● **Task statement**
What lines in the listing include "STRIPS"? Return a copy of each.

● **Material provided**
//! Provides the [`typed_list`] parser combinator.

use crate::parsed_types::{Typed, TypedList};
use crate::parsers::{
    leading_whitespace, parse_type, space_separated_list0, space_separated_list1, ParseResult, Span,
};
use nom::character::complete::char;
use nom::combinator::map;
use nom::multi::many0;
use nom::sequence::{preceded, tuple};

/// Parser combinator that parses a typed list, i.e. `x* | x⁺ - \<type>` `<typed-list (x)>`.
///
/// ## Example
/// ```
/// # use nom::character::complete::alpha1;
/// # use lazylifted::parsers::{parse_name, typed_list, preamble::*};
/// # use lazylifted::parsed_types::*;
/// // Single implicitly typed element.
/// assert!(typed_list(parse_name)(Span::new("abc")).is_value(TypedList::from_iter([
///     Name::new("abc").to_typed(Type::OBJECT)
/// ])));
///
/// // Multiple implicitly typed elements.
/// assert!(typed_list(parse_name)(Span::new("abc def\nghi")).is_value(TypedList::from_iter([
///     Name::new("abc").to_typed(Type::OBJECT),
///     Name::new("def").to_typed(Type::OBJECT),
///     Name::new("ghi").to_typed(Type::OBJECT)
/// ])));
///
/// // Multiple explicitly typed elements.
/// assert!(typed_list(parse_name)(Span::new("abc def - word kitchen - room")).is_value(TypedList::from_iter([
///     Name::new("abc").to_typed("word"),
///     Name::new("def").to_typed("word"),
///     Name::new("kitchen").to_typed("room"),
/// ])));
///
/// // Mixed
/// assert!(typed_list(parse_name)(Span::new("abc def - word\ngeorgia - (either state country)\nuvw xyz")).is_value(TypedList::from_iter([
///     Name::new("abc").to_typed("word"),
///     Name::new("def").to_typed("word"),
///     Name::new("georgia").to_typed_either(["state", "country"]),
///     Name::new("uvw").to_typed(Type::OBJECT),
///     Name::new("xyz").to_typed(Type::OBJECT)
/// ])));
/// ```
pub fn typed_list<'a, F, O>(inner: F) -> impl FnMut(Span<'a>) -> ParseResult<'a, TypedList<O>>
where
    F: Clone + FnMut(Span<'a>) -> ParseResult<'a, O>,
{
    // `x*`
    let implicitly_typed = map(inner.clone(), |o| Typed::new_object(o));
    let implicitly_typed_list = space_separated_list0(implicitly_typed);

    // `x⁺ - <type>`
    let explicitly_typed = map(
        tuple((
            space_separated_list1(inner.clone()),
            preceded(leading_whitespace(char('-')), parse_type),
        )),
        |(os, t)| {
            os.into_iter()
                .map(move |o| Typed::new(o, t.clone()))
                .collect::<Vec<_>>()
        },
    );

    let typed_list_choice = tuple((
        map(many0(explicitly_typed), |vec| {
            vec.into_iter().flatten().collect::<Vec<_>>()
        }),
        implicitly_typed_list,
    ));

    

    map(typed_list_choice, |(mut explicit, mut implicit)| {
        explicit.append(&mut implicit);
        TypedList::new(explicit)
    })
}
--
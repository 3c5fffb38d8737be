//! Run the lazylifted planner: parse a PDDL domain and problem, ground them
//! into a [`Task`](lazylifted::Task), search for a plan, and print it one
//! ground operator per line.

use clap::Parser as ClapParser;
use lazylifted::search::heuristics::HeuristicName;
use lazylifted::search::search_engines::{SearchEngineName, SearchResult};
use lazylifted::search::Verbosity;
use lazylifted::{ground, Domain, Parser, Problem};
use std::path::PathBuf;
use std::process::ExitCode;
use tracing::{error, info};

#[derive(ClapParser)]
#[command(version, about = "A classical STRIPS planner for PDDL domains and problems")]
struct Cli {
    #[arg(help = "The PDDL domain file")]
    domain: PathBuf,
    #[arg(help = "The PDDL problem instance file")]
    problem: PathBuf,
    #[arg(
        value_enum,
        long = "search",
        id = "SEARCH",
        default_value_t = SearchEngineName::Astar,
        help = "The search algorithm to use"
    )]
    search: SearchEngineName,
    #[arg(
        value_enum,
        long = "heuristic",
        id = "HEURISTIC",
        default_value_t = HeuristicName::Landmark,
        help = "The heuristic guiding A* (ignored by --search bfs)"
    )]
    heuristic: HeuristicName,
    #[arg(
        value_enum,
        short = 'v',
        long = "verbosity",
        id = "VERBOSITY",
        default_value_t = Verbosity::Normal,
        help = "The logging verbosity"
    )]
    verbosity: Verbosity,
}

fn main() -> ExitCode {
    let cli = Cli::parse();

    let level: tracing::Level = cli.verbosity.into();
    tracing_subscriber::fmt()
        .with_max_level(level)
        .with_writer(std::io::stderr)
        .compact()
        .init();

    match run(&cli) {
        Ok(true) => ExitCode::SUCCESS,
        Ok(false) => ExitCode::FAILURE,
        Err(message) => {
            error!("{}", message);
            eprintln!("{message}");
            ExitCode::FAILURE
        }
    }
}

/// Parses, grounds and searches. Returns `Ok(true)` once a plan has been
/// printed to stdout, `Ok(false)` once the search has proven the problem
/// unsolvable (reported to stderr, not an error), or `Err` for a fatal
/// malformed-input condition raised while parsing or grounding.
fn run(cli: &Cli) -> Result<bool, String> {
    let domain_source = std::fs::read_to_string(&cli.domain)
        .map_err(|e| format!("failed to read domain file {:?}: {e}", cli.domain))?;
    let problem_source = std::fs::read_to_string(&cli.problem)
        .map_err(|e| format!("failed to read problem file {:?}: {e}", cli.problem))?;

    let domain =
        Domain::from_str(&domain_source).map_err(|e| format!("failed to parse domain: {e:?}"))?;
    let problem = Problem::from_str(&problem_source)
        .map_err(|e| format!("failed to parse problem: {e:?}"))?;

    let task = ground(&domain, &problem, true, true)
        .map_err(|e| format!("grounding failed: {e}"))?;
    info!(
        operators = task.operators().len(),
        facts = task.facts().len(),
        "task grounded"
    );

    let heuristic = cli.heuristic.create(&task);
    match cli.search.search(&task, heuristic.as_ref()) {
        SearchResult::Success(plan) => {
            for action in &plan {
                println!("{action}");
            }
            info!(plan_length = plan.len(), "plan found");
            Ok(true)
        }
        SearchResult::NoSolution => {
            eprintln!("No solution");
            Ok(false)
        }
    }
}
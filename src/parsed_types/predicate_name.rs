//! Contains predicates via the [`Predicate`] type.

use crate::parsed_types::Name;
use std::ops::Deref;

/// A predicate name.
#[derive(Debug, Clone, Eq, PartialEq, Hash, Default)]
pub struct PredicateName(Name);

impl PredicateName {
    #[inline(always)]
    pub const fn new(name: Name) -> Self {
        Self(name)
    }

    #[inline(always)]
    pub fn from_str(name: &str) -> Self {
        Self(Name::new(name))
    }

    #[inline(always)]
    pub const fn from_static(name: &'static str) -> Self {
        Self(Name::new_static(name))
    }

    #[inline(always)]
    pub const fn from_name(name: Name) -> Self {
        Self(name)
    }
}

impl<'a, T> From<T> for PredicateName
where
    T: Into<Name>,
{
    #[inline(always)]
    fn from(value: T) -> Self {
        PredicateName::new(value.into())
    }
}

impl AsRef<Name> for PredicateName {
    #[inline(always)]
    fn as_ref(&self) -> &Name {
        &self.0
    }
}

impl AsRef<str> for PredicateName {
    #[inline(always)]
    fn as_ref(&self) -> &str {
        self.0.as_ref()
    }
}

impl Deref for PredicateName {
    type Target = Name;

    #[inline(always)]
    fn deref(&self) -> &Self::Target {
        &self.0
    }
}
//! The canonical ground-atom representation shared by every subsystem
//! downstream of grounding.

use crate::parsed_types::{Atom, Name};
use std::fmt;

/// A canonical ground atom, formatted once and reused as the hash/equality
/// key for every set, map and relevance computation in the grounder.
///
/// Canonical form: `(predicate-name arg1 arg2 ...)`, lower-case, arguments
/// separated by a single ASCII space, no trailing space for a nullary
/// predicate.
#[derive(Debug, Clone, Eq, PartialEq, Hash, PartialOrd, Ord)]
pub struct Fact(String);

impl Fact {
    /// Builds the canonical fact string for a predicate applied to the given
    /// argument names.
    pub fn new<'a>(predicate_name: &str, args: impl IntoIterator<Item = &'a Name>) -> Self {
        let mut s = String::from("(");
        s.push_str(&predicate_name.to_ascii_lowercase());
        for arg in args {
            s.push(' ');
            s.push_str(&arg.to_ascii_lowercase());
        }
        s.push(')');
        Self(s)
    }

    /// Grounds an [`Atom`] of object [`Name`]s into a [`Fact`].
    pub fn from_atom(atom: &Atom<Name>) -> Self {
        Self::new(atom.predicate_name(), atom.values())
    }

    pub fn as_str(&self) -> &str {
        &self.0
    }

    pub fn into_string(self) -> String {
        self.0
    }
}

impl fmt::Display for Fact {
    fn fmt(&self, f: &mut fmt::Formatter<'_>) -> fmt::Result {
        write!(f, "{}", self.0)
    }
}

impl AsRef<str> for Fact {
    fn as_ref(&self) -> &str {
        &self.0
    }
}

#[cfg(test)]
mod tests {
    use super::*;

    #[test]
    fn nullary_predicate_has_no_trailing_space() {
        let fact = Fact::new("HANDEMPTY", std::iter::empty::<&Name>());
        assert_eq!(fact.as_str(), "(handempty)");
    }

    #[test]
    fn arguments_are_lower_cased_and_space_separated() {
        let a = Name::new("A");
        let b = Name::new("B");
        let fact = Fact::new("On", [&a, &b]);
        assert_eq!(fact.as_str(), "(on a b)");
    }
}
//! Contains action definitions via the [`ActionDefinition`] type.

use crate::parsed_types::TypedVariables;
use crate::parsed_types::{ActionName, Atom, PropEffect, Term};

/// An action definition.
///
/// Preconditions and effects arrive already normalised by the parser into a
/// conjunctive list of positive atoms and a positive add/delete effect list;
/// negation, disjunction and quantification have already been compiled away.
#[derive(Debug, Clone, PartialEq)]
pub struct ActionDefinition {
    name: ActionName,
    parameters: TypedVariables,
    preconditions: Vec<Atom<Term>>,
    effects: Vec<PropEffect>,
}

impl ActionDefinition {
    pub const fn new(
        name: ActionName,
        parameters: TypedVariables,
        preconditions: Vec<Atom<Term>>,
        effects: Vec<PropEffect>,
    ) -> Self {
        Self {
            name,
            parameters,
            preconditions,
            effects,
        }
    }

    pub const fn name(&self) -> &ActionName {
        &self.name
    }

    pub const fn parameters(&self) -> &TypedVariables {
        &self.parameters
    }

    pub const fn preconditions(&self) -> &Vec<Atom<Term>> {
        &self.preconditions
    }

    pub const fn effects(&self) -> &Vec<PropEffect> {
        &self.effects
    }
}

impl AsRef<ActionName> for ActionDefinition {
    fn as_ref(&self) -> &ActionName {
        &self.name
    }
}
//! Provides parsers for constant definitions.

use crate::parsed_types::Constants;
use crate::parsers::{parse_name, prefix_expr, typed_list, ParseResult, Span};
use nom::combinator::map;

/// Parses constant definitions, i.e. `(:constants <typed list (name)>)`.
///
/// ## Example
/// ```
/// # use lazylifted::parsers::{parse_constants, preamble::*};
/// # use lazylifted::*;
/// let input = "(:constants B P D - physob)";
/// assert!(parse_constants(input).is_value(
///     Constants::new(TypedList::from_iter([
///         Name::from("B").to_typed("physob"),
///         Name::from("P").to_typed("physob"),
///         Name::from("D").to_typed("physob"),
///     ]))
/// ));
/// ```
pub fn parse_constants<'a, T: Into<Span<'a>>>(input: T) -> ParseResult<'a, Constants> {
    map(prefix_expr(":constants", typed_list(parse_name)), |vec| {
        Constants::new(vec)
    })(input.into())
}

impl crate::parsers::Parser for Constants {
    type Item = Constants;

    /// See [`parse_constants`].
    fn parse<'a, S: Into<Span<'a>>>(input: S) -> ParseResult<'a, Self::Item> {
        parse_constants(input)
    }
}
...
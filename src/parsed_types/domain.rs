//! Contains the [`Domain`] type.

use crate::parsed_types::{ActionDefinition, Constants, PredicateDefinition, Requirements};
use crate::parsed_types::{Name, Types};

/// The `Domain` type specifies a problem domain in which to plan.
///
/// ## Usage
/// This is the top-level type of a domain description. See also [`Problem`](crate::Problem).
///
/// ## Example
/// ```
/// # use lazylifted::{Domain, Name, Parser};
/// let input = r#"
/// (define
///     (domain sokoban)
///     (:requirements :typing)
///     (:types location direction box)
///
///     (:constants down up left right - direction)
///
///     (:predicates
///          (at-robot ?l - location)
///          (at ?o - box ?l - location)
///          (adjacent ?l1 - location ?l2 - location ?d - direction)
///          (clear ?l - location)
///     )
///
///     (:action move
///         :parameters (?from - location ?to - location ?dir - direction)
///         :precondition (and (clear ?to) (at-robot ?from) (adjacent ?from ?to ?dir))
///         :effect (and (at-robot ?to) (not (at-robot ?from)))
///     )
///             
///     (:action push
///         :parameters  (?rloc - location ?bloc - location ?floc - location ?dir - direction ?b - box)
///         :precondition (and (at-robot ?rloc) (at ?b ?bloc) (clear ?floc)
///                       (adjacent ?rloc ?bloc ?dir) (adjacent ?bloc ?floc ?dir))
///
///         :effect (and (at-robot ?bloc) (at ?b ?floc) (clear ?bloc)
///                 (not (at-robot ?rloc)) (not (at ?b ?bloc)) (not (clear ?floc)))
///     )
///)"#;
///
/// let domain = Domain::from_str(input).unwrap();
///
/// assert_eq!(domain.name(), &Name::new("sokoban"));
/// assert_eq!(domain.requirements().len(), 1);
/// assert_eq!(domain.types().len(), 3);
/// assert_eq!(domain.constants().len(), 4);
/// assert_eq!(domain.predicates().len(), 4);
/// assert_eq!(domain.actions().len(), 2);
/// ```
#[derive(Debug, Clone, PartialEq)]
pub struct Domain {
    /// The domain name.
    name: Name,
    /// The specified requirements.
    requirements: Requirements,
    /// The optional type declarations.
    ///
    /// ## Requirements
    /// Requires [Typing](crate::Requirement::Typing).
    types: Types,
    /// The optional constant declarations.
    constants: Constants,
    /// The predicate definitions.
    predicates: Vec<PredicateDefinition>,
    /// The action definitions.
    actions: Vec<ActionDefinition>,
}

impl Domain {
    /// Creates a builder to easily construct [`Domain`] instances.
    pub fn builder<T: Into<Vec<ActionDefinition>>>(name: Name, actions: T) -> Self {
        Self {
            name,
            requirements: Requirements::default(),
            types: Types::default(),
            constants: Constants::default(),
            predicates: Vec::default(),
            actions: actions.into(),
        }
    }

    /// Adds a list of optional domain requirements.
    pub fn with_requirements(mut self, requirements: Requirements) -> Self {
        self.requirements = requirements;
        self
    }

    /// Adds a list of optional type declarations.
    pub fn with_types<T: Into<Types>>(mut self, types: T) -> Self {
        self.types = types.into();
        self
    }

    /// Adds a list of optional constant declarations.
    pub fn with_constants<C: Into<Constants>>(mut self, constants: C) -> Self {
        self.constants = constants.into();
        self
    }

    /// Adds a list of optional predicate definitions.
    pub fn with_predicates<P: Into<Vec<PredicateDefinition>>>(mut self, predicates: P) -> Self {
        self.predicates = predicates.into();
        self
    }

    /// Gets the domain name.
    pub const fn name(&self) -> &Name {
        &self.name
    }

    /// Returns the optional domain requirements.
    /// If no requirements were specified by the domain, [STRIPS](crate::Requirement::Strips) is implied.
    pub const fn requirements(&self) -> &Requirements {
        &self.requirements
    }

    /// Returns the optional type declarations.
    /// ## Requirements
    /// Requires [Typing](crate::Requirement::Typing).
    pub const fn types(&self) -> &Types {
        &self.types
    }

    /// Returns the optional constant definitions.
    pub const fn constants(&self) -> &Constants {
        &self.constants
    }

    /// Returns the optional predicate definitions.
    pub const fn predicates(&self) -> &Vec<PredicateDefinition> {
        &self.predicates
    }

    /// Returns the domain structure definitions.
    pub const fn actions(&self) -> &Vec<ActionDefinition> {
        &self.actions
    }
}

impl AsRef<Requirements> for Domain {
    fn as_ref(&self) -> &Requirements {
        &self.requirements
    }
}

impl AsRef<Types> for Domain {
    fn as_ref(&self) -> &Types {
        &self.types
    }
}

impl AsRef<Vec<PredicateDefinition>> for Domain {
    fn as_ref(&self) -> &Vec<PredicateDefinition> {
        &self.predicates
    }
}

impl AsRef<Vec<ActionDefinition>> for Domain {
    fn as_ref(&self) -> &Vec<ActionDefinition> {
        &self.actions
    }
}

● **Solution to this task**
#[command(version, about = "A classical STRIPS planner for PDDL domains and problems")]
    /// If no requirements were specified by the domain, [STRIPS](crate::Requirement::Strips) is implied.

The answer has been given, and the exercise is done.